Don't you all remember the Capri in the 70's that was PEN 1S ? Also I have a picture of me taken in the 70's , sitting on the front wing of Fiona Richmond's Primrose Yellow E- Type Jag...FU 2 !


----------



## stevefitz (May 14, 2002)

just purchased N9TTR, appropriate as all my friends call me nutter.


----------



## Kell (May 28, 2002)

> Well I guess moving to sunny California did have some benefits (great roads too!) Over here if the license you want is not rude and not taken it's yours. Â


You say that, but I have pictures of an ex-pat's Durango (registered in Washington) with hte number plate BOLLOX.


----------



## Guest (Aug 17, 2002)

We have 'W8 WOO' on a 2 week old 225 TTC. This is for my name of Wendy Woo although my husband who also drives the car (in fact I'm posting this on his ID) says it looks like 'we ate woo'. Nice, isn't he?

He also owns 'J6 RSL' for his initials but made him put it on retention for a while and got my own way!

Nearly bought 'TT02 WOO' but thought couldn't transfer this to another car however now not sure whether I did the right thing! Oh well.....


----------



## Hairy (May 6, 2002)

S3MTX.. goes like a bomb 8)


----------



## moley (May 14, 2002)

Saw a car with PHY510 this morning, but as it was all of 15 hours ago, I can't remember what make it was - age I'm afraid :-[

Moley.


----------



## S1URF (Aug 16, 2002)

Cars I've seen locally:

CUT3Y F355 Spider
L8TUS Elise
B0MB Lambo Diablo


----------



## scott28tt (Jul 30, 2002)

My girlfriend has just bought me T7 SRV (srv is my initials).
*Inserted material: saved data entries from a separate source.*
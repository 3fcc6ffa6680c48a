//! Knowledge store: ingestion, vector index and filtered similarity search.
//!
//! The store owns the published [`VectorIndex`] behind an
//! `RwLock<Option<Arc<_>>>`. Ingestion builds a complete new index off to the
//! side (embedding in parallel with rayon), optionally writes it to the
//! SQLite snapshot, and only then swaps the pointer. Readers clone the `Arc`
//! and search without holding the lock, so a query sees either the old or
//! the new index, never a mix.

pub mod filter;
pub mod index;
pub mod ingest;
pub mod persist;

pub use filter::QueryFilter;
pub use index::{QueryHit, VectorIndex};
pub use ingest::IngestReport;
pub use persist::SnapshotStore;

use std::path::Path;
use std::sync::Arc;

use parking_lot::{Mutex, RwLock};
use rayon::prelude::*;
use serde_json::Value;
use tracing::{debug, info, warn};

use crate::core::Document;
use crate::embedding::Embedder;
use crate::error::RetrievalError;
use index::IndexEntry;

/// Ordered query matches, closest first.
pub type QueryResult = Vec<QueryHit>;

/// Retrieval-augmented knowledge store.
pub struct KnowledgeStore {
    embedder: Arc<dyn Embedder>,
    published: RwLock<Option<Arc<VectorIndex>>>,
    snapshot: Option<SnapshotStore>,
    ingest_guard: Mutex<()>,
}

impl std::fmt::Debug for KnowledgeStore {
    fn fmt(&self, f: &mut std::fmt::Formatter<'_>) -> std::fmt::Result {
        f.debug_struct("KnowledgeStore")
            .field("model", &self.embedder.model_name())
            .field("documents", &self.document_count())
            .field("persistent", &self.snapshot.is_some())
            .finish()
    }
}

impl KnowledgeStore {
    /// Creates an in-memory store with nothing published.
    #[must_use]
    pub fn new(embedder: Arc<dyn Embedder>) -> Self {
        Self {
            embedder,
            published: RwLock::new(None),
            snapshot: None,
            ingest_guard: Mutex::new(()),
        }
    }

    /// Creates a store backed by a SQLite snapshot at `path`.
    ///
    /// A snapshot written with the same embedding model and dimension is
    /// published immediately. Snapshots from a different model are ignored
    /// and overwritten by the next ingestion.
    ///
    /// # Errors
    ///
    /// Returns [`RetrievalError::Storage`] if the snapshot cannot be opened
    /// or read.
    pub fn open(embedder: Arc<dyn Embedder>, path: Option<&Path>) -> Result<Self, RetrievalError> {
        let mut store = Self::new(embedder);
        let Some(path) = path else {
            return Ok(store);
        };

        let snapshot = SnapshotStore::open(path)?;
        match snapshot.load()? {
            Some(index)
                if index.model() == store.embedder.model_name()
                    && index.dimensions() == store.embedder.dimensions() =>
            {
                info!(
                    path = %path.display(),
                    documents = index.len(),
                    "loaded knowledge snapshot"
                );
                *store.published.write() = Some(Arc::new(index));
            }
            Some(index) => {
                warn!(
                    path = %path.display(),
                    snapshot_model = index.model(),
                    snapshot_dimensions = index.dimensions(),
                    embedder_model = store.embedder.model_name(),
                    "ignoring knowledge snapshot from a different embedding model"
                );
            }
            None => debug!(path = %path.display(), "no knowledge snapshot yet"),
        }
        store.snapshot = Some(snapshot);
        Ok(store)
    }

    /// The embedder used for documents and queries.
    #[must_use]
    pub fn embedder(&self) -> &Arc<dyn Embedder> {
        &self.embedder
    }

    /// Parses raw records and atomically replaces the index with them.
    ///
    /// Malformed records are skipped; later duplicates of an id are dropped.
    ///
    /// # Errors
    ///
    /// Returns [`RetrievalError`] if embedding or snapshot writing fails. The
    /// previously published index is left untouched in that case.
    pub fn ingest(&self, records: &[Value]) -> Result<IngestReport, RetrievalError> {
        let (documents, skipped) = ingest::parse_records(records);
        let indexed = self.ingest_documents(documents)?;
        Ok(IngestReport {
            documents_indexed: indexed,
            records_seen: records.len(),
            records_skipped: skipped,
            files_read: 0,
            files_skipped: 0,
        })
    }

    /// Loads a `.json`/`.jsonl` file or directory and ingests it.
    ///
    /// # Errors
    ///
    /// Returns [`RetrievalError::Source`] if the path is missing, or any
    /// error from [`KnowledgeStore::ingest`].
    pub fn ingest_dir(&self, path: &Path) -> Result<IngestReport, RetrievalError> {
        let loaded = ingest::load_records(path)?;
        let mut report = self.ingest(&loaded.records)?;
        report.files_read = loaded.files_read;
        report.files_skipped = loaded.files_skipped;
        info!(
            path = %path.display(),
            documents = report.documents_indexed,
            skipped_records = report.records_skipped,
            files = report.files_read,
            "knowledge ingestion complete"
        );
        Ok(report)
    }

    /// Embeds already-parsed documents and publishes them as the new index.
    ///
    /// Documents must have unique ids; duplicates after the first are
    /// dropped.
    ///
    /// # Errors
    ///
    /// See [`KnowledgeStore::ingest`].
    pub fn ingest_documents(&self, documents: Vec<Document>) -> Result<usize, RetrievalError> {
        // One writer at a time so snapshot and published index stay in step.
        let _guard = self.ingest_guard.lock();

        let mut seen = std::collections::HashSet::new();
        let documents: Vec<Document> = documents
            .into_iter()
            .filter(|d| !d.text.trim().is_empty() && seen.insert(d.id.clone()))
            .collect();

        let vectors = self.embed_all(&documents)?;
        let entries: Vec<IndexEntry> = documents
            .into_iter()
            .zip(vectors)
            .map(|(document, vector)| IndexEntry { document, vector })
            .collect();

        let index = VectorIndex::new(
            entries,
            self.embedder.model_name().to_string(),
            self.embedder.dimensions(),
        );
        if let Some(snapshot) = &self.snapshot {
            snapshot.save(&index)?;
        }

        let count = index.len();
        *self.published.write() = Some(Arc::new(index));
        debug!(documents = count, "published knowledge index");
        Ok(count)
    }

    fn embed_all(&self, documents: &[Document]) -> Result<Vec<Vec<f32>>, RetrievalError> {
        let texts: Vec<&str> = documents.iter().map(|d| d.text.as_str()).collect();
        let vectors = if self.embedder.parallel_friendly() {
            texts
                .par_iter()
                .map(|t| self.embedder.embed(t))
                .collect::<Result<Vec<_>, _>>()?
        } else {
            self.embedder.embed_batch(&texts)?
        };

        if vectors.len() != documents.len() {
            return Err(RetrievalError::Embedding {
                message: format!(
                    "embedder returned {} vectors for {} documents",
                    vectors.len(),
                    documents.len()
                ),
            });
        }
        let expected = self.embedder.dimensions();
        if let Some(bad) = vectors.iter().position(|v| v.len() != expected) {
            return Err(RetrievalError::Embedding {
                message: format!(
                    "vector for '{}' has {} dimensions, expected {expected}",
                    documents[bad].id,
                    vectors[bad].len()
                ),
            });
        }
        Ok(vectors)
    }

    /// Returns up to `n_results` documents closest to `text` that satisfy
    /// `filter`.
    ///
    /// # Errors
    ///
    /// Returns [`RetrievalError::IndexUnavailable`] before the first
    /// successful ingestion, or [`RetrievalError::Embedding`] if the query
    /// cannot be embedded.
    pub fn query(
        &self,
        text: &str,
        n_results: usize,
        filter: Option<&QueryFilter>,
    ) -> Result<QueryResult, RetrievalError> {
        let index = self.current().ok_or(RetrievalError::IndexUnavailable)?;
        if index.is_empty() || n_results == 0 {
            return Ok(Vec::new());
        }

        let vector = self.embedder.embed(text)?;
        let default_filter = QueryFilter::default();
        let hits = index.search(&vector, n_results, filter.unwrap_or(&default_filter));
        debug!(query = text, hits = hits.len(), "knowledge query");
        Ok(hits)
    }

    /// Whether an index has been published.
    #[must_use]
    pub fn is_ready(&self) -> bool {
        self.published.read().is_some()
    }

    /// Number of published documents (zero when not ready).
    #[must_use]
    pub fn document_count(&self) -> usize {
        self.current().map_or(0, |i| i.len())
    }

    /// Published documents in id order.
    #[must_use]
    pub fn documents(&self) -> Vec<Document> {
        self.current()
            .map(|i| i.documents().cloned().collect())
            .unwrap_or_default()
    }

    fn current(&self) -> Option<Arc<VectorIndex>> {
        self.published.read().clone()
    }
}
It's going on the car in a week or two.


----------



## Guest (Aug 21, 2002)

When I first got my TTR I got a quote for AUD1 7T but decided against the 10.5K price tag


----------



## Guest (Aug 21, 2002)

Mines ... TT 51 WEN ........ at the weekend I'm called Wendy!


----------



## Guest (Aug 21, 2002)

Saw MEN 54 on a 911 Turbo at Castle Coombe last Saturday.. very cool plate for a very intelligent person


----------



## hutters (Jul 16, 2002)

The doris reckoned she saw TT QUAT 8) the other day. I've been thinking what it could have been and the best I could come up with was T74 UAT formatted with the 4 made to look like a Q :-/ and spaced?


----------



## Guest (Aug 21, 2002)

My plate is M4L TT which stands for my christian name malcolm and part of my nickname for years malc.I ordered the plate back in 1998 when the car was announced as a TT before that it was supposed to be a TTS for the 225 bhp but the factory changed its mind.At that stage in 1997 I had N111TTS which would have read N0 1 TTS with the proper spacing and screws.

I also had the chance to buy W16KED in 1999 but chose to stick with M4L TT.i wished I ahd bought W1CKED as well as it was on offer for Â£1500 with the DVLA and I think it would have been worth a great deal more now.
regards malc


----------



## M12BJN (May 7, 2002)

Just spotted, in the local Sainsbury's, a green Range Rover with the 'plate' *1 TTR* 

A mate of mine had *88 MPH* on a Delorian he owned when he lived in Canada in the 80's. 8)

- Ben


----------



## Guest (Aug 21, 2002)

AU51 TTT - got to be the ultimate TT plate!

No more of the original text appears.